PEFHT positioned well for systemic change, executive director says

Korzeniowski says patient care will remain central focus

 

ADAM BRAMBURGER

STAFF WRITER

With the provincial government planning sweeping changes to Ontario’s health-care system, Prince Edward Family Health Team (PEFHT) executive director Debbie Korzeniowski believes her organization is well positioned.

Korzeniowski was among the health-care professionals watching closely late last month when Minister of Health and Long-Term Care Christine Elliott announced her plan to amalgamate several health delivery agencies, including Local Health Integration Networks into one called Ontario Health and introduce 30-50 regional health-teams to care for up to $300,000 people each in a professionals-driven process.

Looking forward – Prince Edward Family Health Team executive director Debbie Korzeniowski has already started having discussions with other health-care providers in anticipation of changes in the way Ontario delivers patient care. (Submitted photo)

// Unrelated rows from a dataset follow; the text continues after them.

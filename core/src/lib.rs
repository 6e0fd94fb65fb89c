//! Synthetic email-marketing dataset generator.
//!
//! Builds a correlated consumer population, a quota-constrained mailing
//! calendar and a purchase calendar, then steps day by day through the
//! horizon, recording one observation per (consumer, dispatch).

pub mod clock;
pub mod config;
pub mod consumer;
pub mod dataset;
pub mod dispatch_subsystem;
pub mod distribution;
pub mod email;
pub mod engine;
pub mod error;
pub mod event;
pub mod mailing_schedule;
pub mod opening_model;
pub mod population;
pub mod purchase_schedule;
pub mod purchase_subsystem;
pub mod rng;
pub mod store;
pub mod subsystem;
pub mod types;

While acknowledging that Elliott’s Feb. 26 announcement was vague in nature, Korzeniowski said Prince Edward County’s primary care providers expected they would one day be asked to enter into service delivery partnerships, they’re just not sure of the when or how. That belief has prompted a range of discussions.

“Even prior to the announcement, I had been proactive in reaching out to the hospitals in our area and talking with other community health services providers,” she said. “We were out having preliminary discussions long before Elliott announced anything and we’ll continue to do that.”

She said primary care providers are in a good position because over the years, they have had to build partnerships with community care partners and with hospitals to fulfill their ultimate patient-care responsibilities. That’s led to creativity and helped the PEFHT develop a robust network.

Korzeniowski does have some concern about that 300,000 number because it might mean that the PEFHT will have to beyond the borders of Prince Edward County to find solutions for the patients it cares for.

“Locally, we have an advantage of knowing our residents, disease profiles and health needs. We always meet the patient where they’re at with the goal to providing health care to have the best possible life experience at home.”

While Korzeniowski said there has been a lot of discussion and conjecture about whether LHINs were able to achieve their mandate of co-ordinating care, the process of replacing them will be critical to ensuring patients don’t fall through the cracks of the system moving forward. She added she isn’t fearful of the future because the people in the health system understand and align with the goal of patient-centered care.

“There’s always a potential in the system for lack of clarity. We are in the community space to provide care and I think we can sort out what that means by watching the patient through their experiences or journey,” she said. “The government will be trying to watch those transitions, like coming out of the hospital, to ensure there is a good mechanism to make sure we stay on our recovery.”

Korzeniowski said she doesn’t have any inside track on when the government might consider expressions of interest or proposals for the new Ontario Health Teams, but said she doesn’t believe the sector will wait.

“The government would anticipate we’re ready to mobilize to find different ways of working and that’s the reality. It’s a proactive industry, health care, that’s for sure. We have to be anticipating that’s going to come and we need to be ready,” she said. “The government has been clear the integration they’re looking for is going to take years and Ontario Health will have growing pains — I’m sure it will — but patients still need care. We’ll keep all of that in our crosshairs and continue forward.”

According to Korzeniowski, there is a lot of information about the future of health care available on the South East LHIN web site and she encourages community members to send their questions to the PEFHT. While health-care professionals will be tasked with building a better model, they will need input.

“We are partnering with the community. They have a role to play with us. We want to make sure wherever possible we get their input and hear from them.” She said. “We’re doing our best to be prepared and ready and we’re always thankful to the community for the support they give to us at the same time.”